Stored data entries:
-- -- --
//! Catalog of well-known units
//!
//! Fundamental factors describe physical dimensions; root factors are the
//! concrete units. Nothing here is configured: see [`crate::standard`] for
//! the conversions that tie these units together.

use std::collections::HashSet;
use metron_core::{Factor, MeasureError, Unit};
use crate::SystemTag;

// Fundamental dimensions
pub const LENGTH: Factor = Factor::fundamental("[LENGTH]");
pub const MASS: Factor = Factor::fundamental("[MASS]");
pub const TIME: Factor = Factor::fundamental("[TIME]");
pub const TEMPERATURE: Factor = Factor::fundamental("[TEMPERATURE]");

// Length
pub const KILOMETER: Factor = Factor::root("km");
pub const METER: Factor = Factor::root("m");
pub const CENTIMETER: Factor = Factor::root("cm");
pub const MILLIMETER: Factor = Factor::root("mm");
pub const MICROMETER: Factor = Factor::root("µm");
pub const NANOMETER: Factor = Factor::root("nm");
pub const MILE: Factor = Factor::root("mi");
pub const YARD: Factor = Factor::root("yd");
pub const FOOT: Factor = Factor::root("ft");
pub const INCH: Factor = Factor::root("in");
pub const MICROINCH: Factor = Factor::root("µin");

// Area
pub const SQUARE_METER: Factor = Factor::root("m²");
pub const HECTARE: Factor = Factor::root("ha");

// Mass
pub const TONNE: Factor = Factor::root("t");
pub const KILOGRAM: Factor = Factor::root("kg");
pub const GRAM: Factor = Factor::root("g");
pub const MILLIGRAM: Factor = Factor::root("mg");
pub const CARAT: Factor = Factor::root("ct");
pub const OUNCE: Factor = Factor::root("oz");
pub const POUND: Factor = Factor::root("lb");

// Time
pub const DAY: Factor = Factor::root("d");
pub const HOUR: Factor = Factor::root("h");
pub const MINUTE: Factor = Factor::root("min");
pub const SECOND: Factor = Factor::root("s");
pub const MILLISECOND: Factor = Factor::root("ms");
pub const MICROSECOND: Factor = Factor::root("µs");
pub const NANOSECOND: Factor = Factor::root("ns");

// Pressure
pub const PASCAL: Factor = Factor::root("Pa");
pub const PSI: Factor = Factor::root("psi");
pub const BAR: Factor = Factor::root("bar");

// Temperature
pub const KELVIN: Factor = Factor::root("K");
pub const CELSIUS: Factor = Factor::root("°C");
pub const FAHRENHEIT: Factor = Factor::root("°F");

// Energy and force
pub const JOULE: Factor = Factor::root("J");
pub const NEWTON: Factor = Factor::root("N");

// Unit systems
pub const SI: SystemTag = SystemTag::new("SI");
pub const METRIC: SystemTag = SystemTag::new("Metric");
pub const IMPERIAL: SystemTag = SystemTag::new("Imperial");

/// Every factor in the catalog
pub fn all() -> Vec<Factor> {
    vec![
        LENGTH, MASS, TIME, TEMPERATURE,
        KILOMETER, METER, CENTIMETER, MILLIMETER, MICROMETER, NANOMETER,
        MILE, YARD, FOOT, INCH, MICROINCH,
        SQUARE_METER, HECTARE,
        TONNE, KILOGRAM, GRAM, MILLIGRAM, CARAT, OUNCE, POUND,
        DAY, HOUR, MINUTE, SECOND, MILLISECOND, MICROSECOND, NANOSECOND,
        PASCAL, PSI, BAR,
        KELVIN, CELSIUS, FAHRENHEIT,
        JOULE, NEWTON,
    ]
}

/// Check the catalog for structurally equal entries
pub fn validate() -> Result<(), MeasureError> {
    ensure_unique(all())
}

/// Fail on the first unit that occurs twice
pub fn ensure_unique<I, U>(units: I) -> Result<(), MeasureError>
where
    I: IntoIterator<Item = U>,
    U: Into<Unit>,
{
    let mut seen = HashSet::new();
    for unit in units {
        let unit = unit.into();
        if seen.contains(&unit) {
            return Err(MeasureError::DuplicateUnit { unit: unit.to_string() });
        }
        seen.insert(unit);
    }
    Ok(())
}

/// Physical unit of pressure: `[MASS]/([LENGTH]·[TIME]^2)`
pub fn pressure() -> Unit {
    MASS / (LENGTH * TIME.squared())
}

/// Physical unit of force: `[MASS]·[LENGTH]/[TIME]^2`
pub fn force() -> Unit {
    MASS * LENGTH / TIME.squared()
}

/// Physical unit of energy: `[MASS]·[LENGTH]^2/[TIME]^2`
pub fn energy() -> Unit {
    MASS * LENGTH.squared() / TIME.squared()
}

#[cfg(test)]
mod tests {
    use super::*;
    use metron_core::codes;

    #[test]
    fn test_catalog_is_unique() {
        assert!(validate().is_ok());
    }

    #[test]
    fn test_duplicates_detected() {
        let err = ensure_unique([METER, SECOND, Factor::root("m")]).unwrap_err();
        assert_eq!(err.code(), codes::DUPLICATE_UNIT);
        assert!(err.to_string().contains("m"));
    }

    #[test]
    fn test_kind_distinguishes_factors() {
        assert!(ensure_unique([Factor::root("[LENGTH]"), LENGTH]).is_ok());
    }

    #[test]
    fn test_derived_physical_units() {
        assert!(energy().is_fundamental());
        assert_eq!(energy(), force() * LENGTH);
        assert_eq!(pressure(), force() / LENGTH.squared());
    }
}
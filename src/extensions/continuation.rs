// Continuation Adapter
//
// Turns engine callbacks keyed by an opaque token into awaitable results.
// Each armed token owns exactly one oneshot sender; completing a token removes
// it from the table in the same step, so a late or repeated callback finds
// nothing and is ignored.

use std::cell::RefCell;
use std::collections::HashMap;
use std::fmt::Debug;
use std::hash::Hash;
use std::time::Duration;
use thiserror::Error;
use tokio::sync::oneshot;

#[derive(Debug, Clone, PartialEq, Eq, Error)]
pub enum CompletionError<E> {
    /// The engine reported a failure; carried through unchanged
    #[error("{0}")]
    Engine(E),
    #[error("the call was torn down before it completed")]
    TornDown,
    #[error("timed out after {0:?}")]
    TimedOut(Duration),
    #[error("superseded by a newer call with the same token")]
    Superseded,
}

type Outcome<T, E> = Result<T, CompletionError<E>>;

/// An armed call waiting for its engine callback
#[derive(Debug)]
pub struct PendingCall<K, T, E> {
    key: K,
    receiver: oneshot::Receiver<Outcome<T, E>>,
    timeout: Option<Duration>,
}

impl<K, T, E> PendingCall<K, T, E> {
    pub fn key(&self) -> &K {
        &self.key
    }

    /// Suspend until the call completes, times out or is torn down
    pub async fn wait(self) -> Result<T, CompletionError<E>> {
        let received = match self.timeout {
            Some(limit) => match tokio::time::timeout(limit, self.receiver).await {
                Ok(received) => received,
                Err(_) => return Err(CompletionError::TimedOut(limit)),
            },
            None => self.receiver.await,
        };

        // A dropped sender means the adapter went away without completing us
        received.unwrap_or(Err(CompletionError::TornDown))
    }
}

/// Table of in-flight calls keyed by token
pub struct ContinuationAdapter<K, T, E> {
    label: &'static str,
    pending: RefCell<HashMap<K, oneshot::Sender<Outcome<T, E>>>>,
    timeout: Option<Duration>,
}

impl<K, T, E> ContinuationAdapter<K, T, E>
where
    K: Eq + Hash + Clone + Debug,
{
    /// `label` names the adapter in log lines
    pub fn new(label: &'static str, timeout: Option<Duration>) -> Self {
        Self {
            label,
            pending: RefCell::new(HashMap::new()),
            timeout,
        }
    }

    pub fn timeout(&self) -> Option<Duration> {
        self.timeout
    }

    /// Register `key` and hand back its waiter. Arming a live key fails the
    /// older waiter with `Superseded`.
    pub fn arm(&self, key: K) -> PendingCall<K, T, E> {
        let (sender, receiver) = oneshot::channel();
        let previous = self.pending.borrow_mut().insert(key.clone(), sender);
        if let Some(previous) = previous {
            log::debug!("[{}] {:?} re-armed, superseding the earlier waiter", self.label, key);
            let _ = previous.send(Err(CompletionError::Superseded));
        }

        PendingCall {
            key,
            receiver,
            timeout: self.timeout,
        }
    }

    pub fn succeed(&self, key: &K, value: T) -> bool {
        self.complete(key, Ok(value))
    }

    pub fn fail(&self, key: &K, error: E) -> bool {
        self.complete(key, Err(CompletionError::Engine(error)))
    }

    fn complete(&self, key: &K, outcome: Outcome<T, E>) -> bool {
        let Some(sender) = self.pending.borrow_mut().remove(key) else {
            log::debug!("[{}] ignoring completion for unknown {:?}", self.label, key);
            return false;
        };

        if sender.send(outcome).is_err() {
            log::debug!("[{}] waiter for {:?} is gone", self.label, key);
        }
        true
    }

    pub fn is_armed(&self, key: &K) -> bool {
        self.pending.borrow().contains_key(key)
    }

    pub fn len(&self) -> usize {
        self.pending.borrow().len()
    }

    pub fn is_empty(&self) -> bool {
        self.pending.borrow().is_empty()
    }

    /// Drop entries whose waiter stopped listening (timed out or dropped)
    pub fn prune_abandoned(&self) -> usize {
        let mut pending = self.pending.borrow_mut();
        let before = pending.len();
        pending.retain(|_, sender| !sender.is_closed());
        before - pending.len()
    }

    /// Fail every armed call with `TornDown`
    pub fn tear_down(&self) {
        let drained: Vec<_> = self.pending.borrow_mut().drain().collect();
        if !drained.is_empty() {
            log::debug!("[{}] tearing down {} pending call(s)", self.label, drained.len());
        }
        for (_, sender) in drained {
            let _ = sender.send(Err(CompletionError::TornDown));
        }
    }
}

impl<K, T, E> Drop for ContinuationAdapter<K, T, E> {
    fn drop(&mut self) {
        for (_, sender) in self.pending.get_mut().drain() {
            let _ = sender.send(Err(CompletionError::TornDown));
        }
    }
}
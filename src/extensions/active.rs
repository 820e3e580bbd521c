// Active Extension Manager
//
// Owns the set of activated extensions and the surfaces they are injected
// into. Each active extension gets its own isolated world holding its
// `chrome.runtime` bridge and its compiled content scripts.

use super::bridge::RuntimeApiBridge;
use super::content_script::{ContentScriptCompiler, UserScriptFactory};
use super::extension::{BrowserExtension, ContentScriptLoadingError, ExtensionId, ResourceLoader};
use super::types::{ContentWorld, InjectableScript, RenderSurface, SurfaceId};
use super::user_content::{UserContentManager, UserScript};
use crate::logging::ExtensionLogger;
use std::cell::RefCell;
use std::collections::BTreeMap;
use std::rc::Rc;
use std::time::Instant;
use thiserror::Error;

#[derive(Debug, Clone, PartialEq, Eq, Error)]
pub enum ActivationError {
    #[error("extension {0} is already active")]
    AlreadyActive(ExtensionId),
    #[error("extension {0} is not active")]
    NotActive(ExtensionId),
    #[error(transparent)]
    ContentScripts(#[from] ContentScriptLoadingError),
}

/// Runtime state of one activated extension
pub struct ActiveExtension {
    extension: Rc<BrowserExtension>,
    world: ContentWorld,
    bridge: RuntimeApiBridge,
    content_scripts: Vec<InjectableScript>,
    activated_at: Instant,
}

impl ActiveExtension {
    pub fn extension(&self) -> &Rc<BrowserExtension> {
        &self.extension
    }

    pub fn world(&self) -> &ContentWorld {
        &self.world
    }

    pub fn activated_at(&self) -> Instant {
        self.activated_at
    }

    fn content_script_identifier(&self, index: usize) -> String {
        format!("content-script:{}:{index}", self.extension.id())
    }

    fn install(&self, manager: &UserContentManager) {
        // A refused world is logged by the bridge; content scripts still go in
        let _ = self.bridge.inject_runtime_apis(manager);
        for (index, script) in self.content_scripts.iter().enumerate() {
            manager.add(UserScript {
                code: script.source.clone(),
                injection_time: script.injection_time,
                for_main_frame_only: script.for_main_frame_only,
                worlds: vec![script.world.clone()],
                identifier: self.content_script_identifier(index),
            });
        }
    }

    fn uninstall(&self, manager: &UserContentManager) {
        self.bridge.tear_down(manager);
        for index in 0..self.content_scripts.len() {
            manager.remove(&self.content_script_identifier(index));
        }
    }
}

pub struct ActiveManager {
    compiler: ContentScriptCompiler,
    factory: Rc<dyn UserScriptFactory>,
    logger: Rc<ExtensionLogger>,
    active: RefCell<BTreeMap<ExtensionId, ActiveExtension>>,
    surfaces: RefCell<BTreeMap<SurfaceId, UserContentManager>>,
}

impl ActiveManager {
    pub fn new(
        factory: Rc<dyn UserScriptFactory>,
        loader: Rc<dyn ResourceLoader>,
        logger: Rc<ExtensionLogger>,
    ) -> Self {
        Self {
            compiler: ContentScriptCompiler::new(factory.clone(), loader, logger.clone()),
            factory,
            logger,
            active: RefCell::new(BTreeMap::new()),
            surfaces: RefCell::new(BTreeMap::new()),
        }
    }

    /// Compile the extension's content scripts and inject it into every
    /// registered surface
    pub fn activate(&self, extension: Rc<BrowserExtension>) -> Result<ExtensionId, ActivationError> {
        let id = extension.id();
        self.logger.in_context(&format!("Activate extension {id}"), || {
            if self.is_active(id) {
                return Err(ActivationError::AlreadyActive(id));
            }

            let content_scripts = self.compiler.compile(&extension)?;
            let world = ContentWorld::for_extension(&id);
            let bridge = RuntimeApiBridge::new(&extension, self.logger.clone()).with_world(world.clone());
            let active = ActiveExtension {
                extension,
                world,
                bridge,
                content_scripts,
                activated_at: Instant::now(),
            };

            self.prune_closed_surfaces();
            for manager in self.surfaces.borrow().values() {
                manager.perform_atomic_update(|| active.install(manager));
            }
            self.active.borrow_mut().insert(id, active);
            self.logger.info(format!("Activated extension {id}"));
            Ok(id)
        })
    }

    /// Remove the extension's scripts and handlers from every surface
    pub fn deactivate(&self, id: ExtensionId) -> Result<(), ActivationError> {
        let Some(active) = self.active.borrow_mut().remove(&id) else {
            return Err(ActivationError::NotActive(id));
        };

        for manager in self.surfaces.borrow().values() {
            manager.perform_atomic_update(|| active.uninstall(manager));
        }
        self.logger.info(format!("Deactivated extension {id}"));
        Ok(())
    }

    pub fn deactivate_all(&self) {
        let ids: Vec<ExtensionId> = self.active.borrow().keys().copied().collect();
        for id in ids {
            let _ = self.deactivate(id);
        }
    }

    pub fn is_active(&self, id: ExtensionId) -> bool {
        self.active.borrow().contains_key(&id)
    }

    pub fn active_extension(&self, id: ExtensionId) -> Option<Rc<BrowserExtension>> {
        self.active.borrow().get(&id).map(|a| a.extension.clone())
    }

    pub fn active_ids(&self) -> Vec<ExtensionId> {
        self.active.borrow().keys().copied().collect()
    }

    /// World an active extension's scripts run in
    pub fn world_for(&self, id: ExtensionId) -> Option<ContentWorld> {
        self.active.borrow().get(&id).map(|a| a.world.clone())
    }

    /// Start injecting active extensions into `surface`. Registering the same
    /// surface twice is a no-op.
    pub fn register_surface(&self, surface: &Rc<dyn RenderSurface>) {
        let surface_id = surface.surface_id();
        self.prune_closed_surfaces();
        if self.surfaces.borrow().contains_key(&surface_id) {
            return;
        }

        let manager = UserContentManager::new(surface, self.factory.clone(), self.logger.clone());
        let active = self.active.borrow();
        manager.perform_atomic_update(|| {
            for extension in active.values() {
                extension.install(&manager);
            }
        });
        self.logger.debug(format!(
            "Registered {surface_id} with {} active extension(s)",
            active.len()
        ));
        self.surfaces.borrow_mut().insert(surface_id, manager);
    }

    /// Stop tracking a surface. Scripts already installed stay where they are.
    pub fn unregister_surface(&self, surface_id: SurfaceId) -> bool {
        self.surfaces.borrow_mut().remove(&surface_id).is_some()
    }

    pub fn surface_count(&self) -> usize {
        self.surfaces.borrow().len()
    }

    fn prune_closed_surfaces(&self) {
        let mut surfaces = self.surfaces.borrow_mut();
        let before = surfaces.len();
        surfaces.retain(|_, manager| manager.surface().is_some());
        for active in self.active.borrow().values() {
            active.bridge.prune_dropped_surfaces();
        }
        if surfaces.len() != before {
            self.logger
                .debug(format!("Cleaned up {} dropped surface(s)", before - surfaces.len()));
        }
    }
}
-- -- --
WHAT THE EXERCISE ASKS:
Wherever the word "ContentWorld" turns up in a line of the entries above, copy that line.

RESPONSE BELOW:
use super::types::{ContentWorld, InjectableScript, RenderSurface, SurfaceId};
    world: ContentWorld,
    pub fn world(&self) -> &ContentWorld {
            let world = ContentWorld::for_extension(&id);
    pub fn world_for(&self, id: ExtensionId) -> Option<ContentWorld> {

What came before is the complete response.